PROBLEM DESCRIPTION:
Beginning with the line that holds "pub fn type_name(&self)" in the data below, give again every line through the one that holds "impl From<bool> for", exactly as written.

*** DATASET RECORDS

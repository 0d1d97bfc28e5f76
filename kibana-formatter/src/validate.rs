/*!
Validation of built messages.

A message that fails validation is incomplete rather than malformed:
the failure carries a human-readable reason and the caller is expected
to check it before handing the message to a transport. Passing a
message with an unknown protocol version is a programming error, not a
validation failure.
*/

use std::collections::HashSet;

use crate::{format::Message, Error};

/**
The outcome of validating a message.
*/
#[derive(Debug, Clone, PartialEq)]
pub enum Validity {
    Valid,
    Invalid { reason: String },
}

impl Validity {
    pub fn is_valid(&self) -> bool {
        match self {
            Validity::Valid => true,
            Validity::Invalid { .. } => false,
        }
    }

    pub fn reason(&self) -> Option<&str> {
        match self {
            Validity::Valid => None,
            Validity::Invalid { reason } => Some(reason),
        }
    }

    fn fail(reason: impl Into<String>) -> Self {
        Validity::Invalid {
            reason: reason.into(),
        }
    }
}

/**
Check that a message meets the required shape for its protocol version.
*/
pub fn validate(message: &Message) -> Result<Validity, Error> {
    match message.version() {
        "1.0" => Ok(validate_1_0(message)),
        version => bail!("No validator for message version '{}'", version),
    }
}

// The 1.0 rules layer application identity checks over the 1.1 baseline
fn validate_1_0(message: &Message) -> Validity {
    let baseline = validate_1_1(message);

    if !baseline.is_valid() {
        return baseline;
    }

    if message.app_code().is_empty() {
        return Validity::fail("Application code not set");
    }

    if message.app_version().is_empty() {
        return Validity::fail("Application version not set");
    }

    Validity::Valid
}

fn validate_1_1(message: &Message) -> Validity {
    match message.short_message() {
        Some(short_message) if !short_message.is_empty() => {}
        _ => return Validity::fail("Short message not set"),
    }

    if let Some(level) = message.level() {
        if !is_recognized_level(level) {
            return Validity::fail(format!("Level '{}' is not a valid severity", level));
        }
    }

    if message.timestamp().is_none() {
        return Validity::fail("Timestamp not set");
    }

    Validity::Valid
}

lazy_static! {
    // Syslog severity names and their common long aliases
    static ref SEVERITIES: HashSet<&'static str> = [
        "emerg",
        "emergency",
        "panic",
        "alert",
        "crit",
        "critical",
        "err",
        "error",
        "warning",
        "warn",
        "notice",
        "info",
        "informational",
        "debug",
    ]
    .iter()
    .cloned()
    .collect();
}

fn is_recognized_level(level: &str) -> bool {
    SEVERITIES.contains(level.to_ascii_lowercase().as_str())
}
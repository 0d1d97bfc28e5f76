use chrono::{DateTime, Utc};

/**
A raw value attached to a log record.

Records carry arbitrarily shaped data in their `context` and `extra`
namespaces, so the input to normalization is an explicit tree rather
than plain JSON: dates, exceptions, and opaque application objects all
need their own treatment before they are safe to serialize.
*/
#[derive(Debug, Clone, PartialEq)]
pub enum Value {
    Null,
    Bool(bool),
    Int(i64),
    Float(f64),
    String(String),
    Timestamp(DateTime<Utc>),
    /// An ordered key/value container.
    Map(Vec<(String, Value)>),
    /// An ordered sequence. Obeys the same item cap as `Map`.
    Seq(Vec<Value>),
    Exception(Exception),
    Object(Object),
    /// An opaque system resource handle, such as a file descriptor
    /// or a socket.
    Resource { kind: String },
    /// A runtime type the producer couldn't classify.
    Unknown { type_name: String },
}

impl Value {
    /// A stable lowercase tag for error messages and unknown-type markers.
    pub fn type_name(&self) -> &str {
        match self {
            Value::Null => "null",
            Value::Bool(_) => "bool",
            Value::Int(_) => "int",
            Value::Float(_) => "float",
            Value::String(_) => "string",
            Value::Timestamp(_) => "timestamp",
            Value::Map(_) => "map",
            Value::Seq(_) => "seq",
            Value::Exception(_) => "exception",
            Value::Object(_) => "object",
            Value::Resource { .. } => "resource",
            Value::Unknown { type_name } => type_name,
        }
    }
}

impl From<bool> for Value {
    fn from(v: bool) -> Value {
        Value::Bool(v)
    }
}

impl From<i64> for Value {
    fn from(v: i64) -> Value {
        Value::Int(v)
    }
}

impl From<f64> for Value {
    fn from(v: f64) -> Value {
        Value::Float(v)
    }
}

impl From<&str> for Value {
    fn from(v: &str) -> Value {
        Value::String(v.to_owned())
    }
}

impl From<String> for Value {
    fn from(v: String) -> Value {
        Value::String(v)
    }
}

/**
A throwable carried by a record, with its optional chained cause.
*/
#[derive(Debug, Default, Clone, PartialEq)]
pub struct Exception {
    /// The runtime type name of the throwable.
    pub class: String,
    pub message: String,
    pub code: i64,
    /// Source path the throwable was raised from.
    pub file: String,
    pub line: u32,
    /// Protocol-fault details, for SOAP-style faults.
    pub fault: Option<Fault>,
    pub trace: Vec<Frame>,
    pub previous: Option<Box<Exception>>,
}

#[derive(Debug, Default, Clone, PartialEq)]
pub struct Fault {
    pub code: Option<String>,
    pub actor: Option<String>,
    pub detail: Option<String>,
}

/**
A single call-stack frame.
*/
#[derive(Debug, Clone, PartialEq)]
pub enum Frame {
    /// A frame with a known source location.
    Source { file: String, line: u32 },
    /// An anonymous or inline function.
    Closure,
    /// Any other frame, carrying its raw argument list.
    Call { function: String, args: Vec<Value> },
}

/**
An opaque application object.

The representation an object is willing to give up is resolved by the
producer once per type, rather than probed at normalization time.
*/
#[derive(Debug, Clone, PartialEq)]
pub struct Object {
    /// The object's runtime type name.
    pub class_name: String,
    pub repr: ObjectRepr,
}

#[derive(Debug, Clone, PartialEq)]
pub enum ObjectRepr {
    /// The object decomposes into a flat key/value mapping.
    Structured(Vec<(String, Value)>),
    /// The object renders itself as a string.
    Stringified(String),
    /// The object exposes nothing beyond its type.
    Opaque,
}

******

RESULT:
    pub fn type_name(&self) -> &str {
        match self {
            Value::Null => "null",
            Value::Bool(_) => "bool",
            Value::Int(_) => "int",
            Value::Float(_) => "float",
            Value::String(_) => "string",
            Value::Timestamp(_) => "timestamp",
            Value::Map(_) => "map",
            Value::Seq(_) => "seq",
            Value::Exception(_) => "exception",
            Value::Object(_) => "object",
            Value::Resource { .. } => "resource",
            Value::Unknown { type_name } => type_name,
        }
    }
}

impl From<bool> for Value {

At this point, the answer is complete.